Brussels, 10 November 2006
(see also IP/06/1541)
Which are the most counterfeited articles?
Fake textile items are the most intercepted counterfeit product. More than 10 million of fake textiles were seized in 2005 which is an increase of more than 40% from 2004. This shows that the economic damage and loss of jobs caused by Counterfeiters should not be forgotten.
Foodstuffs and drinks revealed alarming seizures of more than 5 million objects which is an increase of more than 20 %. Goods seized included alcoholic beverages, juices, high energy drinks, tea and chocolate.
Fake medicines remain the one of the most dangerous forms of counterfeiting. A wider range of products are now being targeted, including antibiotics, cancer cure medicines, anti-cholesterol tablets and even very common items such as paracetamol.

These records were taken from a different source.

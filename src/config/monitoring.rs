use config::ConfigError;
use serde::Deserialize;
use serde::Serialize;

use crate::Error;
use crate::Result;

/// Prometheus exporter for the rule cache counters (scan passes, merges,
/// release messages, index sizes).
#[derive(Debug, Serialize, Deserialize, Clone)]
pub struct MonitoringConfig {
    /// Serve `/metrics` over HTTP
    #[serde(default = "default_prometheus_enabled")]
    pub prometheus_enabled: bool,

    /// Unprivileged port of the exporter
    #[serde(default = "default_prometheus_port")]
    pub prometheus_port: u16,
}

impl Default for MonitoringConfig {
    fn default() -> Self {
        Self {
            prometheus_enabled: default_prometheus_enabled(),
            prometheus_port: default_prometheus_port(),
        }
    }
}

impl MonitoringConfig {
    /// Only an enabled exporter needs a bindable port; a port set while the
    /// exporter is off is ignored with a warning.
    pub fn validate(&self) -> Result<()> {
        if !self.prometheus_enabled {
            if self.prometheus_port != default_prometheus_port() {
                tracing::warn!(
                    "monitoring.prometheus_port={} ignored, exporter disabled",
                    self.prometheus_port
                );
            }
            return Ok(());
        }

        match self.prometheus_port {
            0 => Err(invalid("monitoring.prometheus_port must be set when the exporter is enabled".to_string())),
            port if port < 1024 => Err(invalid(format!(
                "monitoring.prometheus_port {} is privileged, pick a port >= 1024",
                port
            ))),
            _ => Ok(()),
        }
    }
}

fn invalid(message: String) -> Error {
    Error::Config(ConfigError::Message(message))
}

fn default_prometheus_enabled() -> bool {
    false
}

fn default_prometheus_port() -> u16 {
    9090
}
// Copyright 2018-2019 Matthieu Felix
//
// Licensed under the Apache License, Version 2.0 (the "License");
// you may not use this file except in compliance with the License.
// You may obtain a copy of the License at
//
// https://www.apache.org/licenses/LICENSE-2.0
//
// Unless required by applicable law or agreed to in writing, software
// distributed under the License is distributed on an "AS IS" BASIS,
// WITHOUT WARRANTIES OR CONDITIONS OF ANY KIND, either express or implied.
// See the License for the specific language governing permissions and
// limitations under the License.

use std::convert::TryFrom;
use std::fmt::{self, Display, Formatter};
use std::str::FromStr;

use log::debug;
use num_bigint::BigInt;
use num_traits::{Signed, ToPrimitive, Zero};

use crate::error::ValueError;
use crate::util::split_integer_literal;
use crate::value::SchemeObject;

/// An exact integer of unbounded magnitude.
///
/// Equality, ordering and hashing are numeric: two integers built from `"007"` and `7` are the
/// same value.
#[derive(Debug, Clone, PartialEq, Eq, PartialOrd, Ord, Hash)]
pub struct SchemeInteger {
    val: BigInt,
}

impl SchemeInteger {
    pub fn from_exact(val: BigInt) -> Self {
        SchemeInteger { val }
    }

    /// Widens any native integer type.
    pub fn from_native<T: Into<BigInt>>(val: T) -> Self {
        SchemeInteger { val: val.into() }
    }

    /// Parses an optionally signed decimal literal, e.g. `42`, `-17` or `+007`.
    pub fn from_text(s: &str) -> Result<Self, ValueError> {
        Self::from_text_radix(s, 10)
    }

    /// Like `from_text`, with digits in `radix`. Letters are case-insensitive.
    pub fn from_text_radix(s: &str, radix: u32) -> Result<Self, ValueError> {
        if radix < 2 || radix > 36 {
            return Err(ValueError::InvalidRadix(radix));
        }
        let malformed = |e: String| {
            debug!("rejecting integer literal {:?}: {}", s, e);
            ValueError::MalformedIntegerLiteral(s.to_string())
        };

        let (negative, digits) = split_integer_literal(s, radix).map_err(malformed)?;
        let magnitude = BigInt::parse_bytes(digits.as_bytes(), radix)
            .ok_or_else(|| malformed("Could not parse digits.".to_string()))?;
        Ok(SchemeInteger {
            val: if negative { -magnitude } else { magnitude },
        })
    }

    pub fn value(&self) -> &BigInt {
        &self.val
    }

    pub fn to_native(&self) -> Result<i64, ValueError> {
        self.val
            .to_i64()
            .ok_or_else(|| ValueError::OutOfRange(self.val.clone()))
    }

    pub fn is_zero(&self) -> bool {
        self.val.is_zero()
    }

    pub fn is_negative(&self) -> bool {
        self.val.is_negative()
    }
}

impl SchemeObject for SchemeInteger {
    fn repr(&self) -> Vec<String> {
        vec![self.val.to_str_radix(10)]
    }
}

impl Display for SchemeInteger {
    fn fmt(&self, f: &mut Formatter) -> fmt::Result {
        write!(f, "{}", self.val)
    }
}

impl FromStr for SchemeInteger {
    type Err = ValueError;

    fn from_str(s: &str) -> Result<Self, Self::Err> {
        Self::from_text(s)
    }
}

impl From<BigInt> for SchemeInteger {
    fn from(val: BigInt) -> Self {
        Self::from_exact(val)
    }
}

impl From<i32> for SchemeInteger {
    fn from(val: i32) -> Self {
        Self::from_native(val)
    }
}

impl From<i64> for SchemeInteger {
    fn from(val: i64) -> Self {
        Self::from_native(val)
    }
}

impl TryFrom<&SchemeInteger> for i64 {
    type Error = ValueError;

    fn try_from(i: &SchemeInteger) -> Result<i64, ValueError> {
        i.to_native()
    }
}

How do counterfeit seizures in 2005 compare with previous years?
In 2005 Customs seized more than 75 million articles and handled more anti-counterfeiting cases than ever before.
26 000 cases were dealt with in 2005, which is an increase of 20% over the 2004 figure.

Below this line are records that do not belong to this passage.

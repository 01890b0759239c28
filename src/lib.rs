// Copyright 2018-2019 Matthieu Felix
//
// Licensed under the Apache License, Version 2.0 (the "License");
// you may not use this file except in compliance with the License.
// You may obtain a copy of the License at
//
// https://www.apache.org/licenses/LICENSE-2.0
//
// Unless required by applicable law or agreed to in writing, software
// distributed under the License is distributed on an "AS IS" BASIS,
// WITHOUT WARRANTIES OR CONDITIONS OF ANY KIND, either express or implied.
// See the License for the specific language governing permissions and
// limitations under the License.

//! Value representation for the Sly Scheme runtime.
//!
//! Every runtime datum implements [`value::SchemeObject`], which gives its external textual
//! representation. Exact integers are unbounded and backed by `num_bigint::BigInt`.

pub mod error;
pub mod integer;
pub mod primitives;
pub mod repl;
pub mod util;
pub mod value;

pub use crate::error::ValueError;
pub use crate::integer::SchemeInteger;
pub use crate::value::{pretty_print, SchemeObject, Value, ValueRef};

However, there has been a drop in the actual number of articles seized of about 25 %.
There are three areas where the drop in articles seized is significant: Cigarettes, CDs + DVDs and Toys.
However, there is an increase in fake food stuffs and related products. The number passed the 5 million mark for the first time in 2005.

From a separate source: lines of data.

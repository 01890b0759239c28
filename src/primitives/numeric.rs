// Copyright 2018-2019 Matthieu Felix
//
// Licensed under the Apache License, Version 2.0 (the "License");
// you may not use this file except in compliance with the License.
// You may obtain a copy of the License at
//
// https://www.apache.org/licenses/LICENSE-2.0
//
// Unless required by applicable law or agreed to in writing, software
// distributed under the License is distributed on an "AS IS" BASIS,
// WITHOUT WARRANTIES OR CONDITIONS OF ANY KIND, either express or implied.
// See the License for the specific language governing permissions and
// limitations under the License.

use num_bigint::BigInt;
use num_integer::Integer;
use num_traits::{One, Signed, Zero};

use crate::error::ValueError;
use crate::integer::SchemeInteger;
use crate::util::check_len;
use crate::value::{Value, ValueRef};

/// Generates a numeric primitive that runs a simple fold. The provided folder must be a function
/// (&BigInt, &BigInt) -> BigInt
macro_rules! prim_fold_0 {
    ($name:ident, $folder:ident, $fold_initial:expr) => {
        pub fn $name(args: &[ValueRef]) -> Result<ValueRef, ValueError> {
            let values = integer_vec(args);
            Ok(exact(
                values.iter().fold($fold_initial, |a, b| $folder(&a, b)),
            ))
        }
    };
}

prim_fold_0!(add, add2, BigInt::zero());
fn add2(a: &BigInt, b: &BigInt) -> BigInt {
    a + b
}

prim_fold_0!(mul, mul2, BigInt::one());
fn mul2(a: &BigInt, b: &BigInt) -> BigInt {
    a * b
}

pub fn sub(args: &[ValueRef]) -> Result<ValueRef, ValueError> {
    check_arity("-", args, Some(1), None)?;
    let values = integer_vec(args);
    if values.len() == 1 {
        return Ok(exact(-values[0]));
    }
    let first = values[0].clone();
    Ok(exact(values[1..].iter().fold(first, |a, b| a - *b)))
}

pub fn abs(args: &[ValueRef]) -> Result<ValueRef, ValueError> {
    check_arity("abs", args, Some(1), Some(1))?;
    Ok(exact(integer_vec(args)[0].abs()))
}

/// Generates a two-argument division primitive. The provided divider is only ever called with
/// a non-zero divisor.
macro_rules! prim_division {
    ($name:ident, $scheme_name:expr, $divider:ident) => {
        pub fn $name(args: &[ValueRef]) -> Result<ValueRef, ValueError> {
            check_arity($scheme_name, args, Some(2), Some(2))?;
            let values = integer_vec(args);
            if values[1].is_zero() {
                return Err(ValueError::DivisionByZero($scheme_name));
            }
            Ok(exact($divider(values[0], values[1])))
        }
    };
}

prim_division!(quotient, "quotient", quotient2);
fn quotient2(a: &BigInt, b: &BigInt) -> BigInt {
    a / b
}

prim_division!(remainder, "remainder", remainder2);
fn remainder2(a: &BigInt, b: &BigInt) -> BigInt {
    a % b
}

prim_division!(modulo, "modulo", modulo2);
fn modulo2(a: &BigInt, b: &BigInt) -> BigInt {
    a.mod_floor(b)
}

fn check_arity(
    name: &'static str,
    args: &[ValueRef],
    min: Option<usize>,
    max: Option<usize>,
) -> Result<(), ValueError> {
    check_len(args, min, max).map_err(|message| ValueError::Arity { name, message })
}

/// Takes an argument list, returns the exact integers it holds.
fn integer_vec(args: &[ValueRef]) -> Vec<&BigInt> {
    args.iter().map(|v| v.as_integer().value()).collect()
}

fn exact(val: BigInt) -> ValueRef {
    Value::from(SchemeInteger::from_exact(val)).into_ref()
}

#[cfg(test)]
mod tests {
    use super::*;
    use crate::value::pretty_print;

    fn int(n: i64) -> ValueRef {
        Value::from(SchemeInteger::from(n)).into_ref()
    }

    fn text(s: &str) -> ValueRef {
        Value::from(SchemeInteger::from_text(s).unwrap()).into_ref()
    }

    fn pp(r: Result<ValueRef, ValueError>) -> String {
        pretty_print(&*r.unwrap())
    }

    #[test]
    fn add_mul_identities() {
        assert_eq!("0", pp(add(&[])));
        assert_eq!("1", pp(mul(&[])));
        assert_eq!("6", pp(add(&[int(1), int(2), int(3)])));
        assert_eq!("-24", pp(mul(&[int(2), int(-3), int(4)])));
    }

    #[test]
    fn sub_negates_single_argument() {
        assert_eq!("-1", pp(sub(&[int(1)])));
        assert_eq!("0", pp(sub(&[int(0)])));
        assert_eq!("-4", pp(sub(&[int(1), int(2), int(3)])));
        assert_eq!(
            Err(ValueError::Arity {
                name: "-",
                message: "Too few values, expecting at least 1.".to_string()
            }),
            sub(&[])
        );
    }

    #[test]
    fn no_overflow() {
        let max = int(i64::MAX);
        assert_eq!("9223372036854775808", pp(add(&[max.clone(), int(1)])));
        assert_eq!(
            "85070591730234615847396907784232501249",
            pp(mul(&[max.clone(), max]))
        );
        assert_eq!("9223372036854775808", pp(abs(&[int(i64::MIN)])));
    }

    #[test]
    fn divisions() {
        assert_eq!("-2", pp(quotient(&[int(-7), int(3)])));
        assert_eq!("-1", pp(remainder(&[int(-7), int(3)])));
        assert_eq!("2", pp(modulo(&[int(-7), int(3)])));
        assert_eq!("-2", pp(modulo(&[int(7), int(-3)])));
        assert_eq!(
            "1",
            pp(quotient(&[
                text("100000000000000000000000000000"),
                text("100000000000000000000000000000")
            ]))
        );
    }

    #[test]
    fn division_errors() {
        assert_eq!(
            Err(ValueError::DivisionByZero("modulo")),
            modulo(&[int(1), int(0)])
        );
        assert!(quotient(&[int(1)]).is_err());
        assert!(remainder(&[int(1), int(2), int(3)]).is_err());
    }

    #[test]
    fn arguments_are_not_mutated() {
        let a = int(5);
        let b = int(7);
        let sum = add(&[a.clone(), b.clone()]).unwrap();
        assert_eq!("12", pretty_print(&*sum));
        assert_eq!("5", pretty_print(&*a));
        assert_eq!("7", pretty_print(&*b));
    }
}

Why has there been a drop in seizures in 2005?
As regards cigarettes there are a number of initiatives in China and the EU which would mean that more of this traffic is disrupted before the goods reach the EU. As to CDs and DVDs the downloading and seizures of smaller consignments of fakes appears to have had a significant impact. The third and very worrying sector concerns Children's toy's, where the drop in seizures may be due to a switch in production to other sectors where profits are even higher.
Customs are stopping more consignments of fakes but with fewer goods involved. There is pressure on customs resources as they try to control an increased number of smaller consignments.
Complex transit routes and the high quality of fakes often makes identification impossible without technical expertise. The increasing use of internet to sell fakes (mainly medicines) increases the challenge customs face.
Just to give you an idea how complex the routing is becoming, earlier this year, 350 kg of serious cure illness pharmaceuticals, which were stopped in the UK, were dispatched from China transiting through United Arab Emirates, UK to the Bahamas.
What is the most counterfeited medicine?
A wider range of products are now being targeted, including antibiotics, cancer cure medicines, anti-cholesterol tablets and even very common items such as paracetamol. Viagra however still remains the counterfeiters' favourite, whilst condoms are also widely faked
One recent case brought to our attention by the pharmaceutical industry concerns a cardio-vascular medicine. The fake discovered contained a mixture of brick dust together with the same yellow paint used to paint roads - to give it the distinctive colour of the genuine medicine – and finally finished with a coat of furniture polish to give it a nice glossy appearance
Have Customs officials already seized fake avian flu medicine?
Yes, EU Customs have already seized such medicine.
US customs authorities have also reported the seizure of such type of fake medicine.
Where did in 2005 the counterfeit goods come from?
South East Asia, generally remains the major source with China accounting for more than 60% of the number of goods seized overall. However, new transit routes continue to show up, including somewhat surprisingly Afghanistan and Guinea but also Switzerland.
Dubai continues to be an important transhipment point for fakes.
India has been reported as being an increasingly significant source of counterfeit medicines.
What is the state of play regarding the implementation of the Action Plan?
Is the seizure of counterfeit products only a matter for customs authorities?
Customs have a prime role in stopping the international movement of fake goods; in fact the majority of all seizures made globally are done by Customs as first line of defence when protecting our borders.
Customs are also the only enforcement agency assigned with a specific mission under the World Trade Organisation's Trade Related Intellectual Property Rights (TRIPS) Agreement.
However, it is clear that co-operation with other actors needs to be enhanced if the counterfeit problem is to be kept under control, such as cooperation with other law enforcement authorities and with business.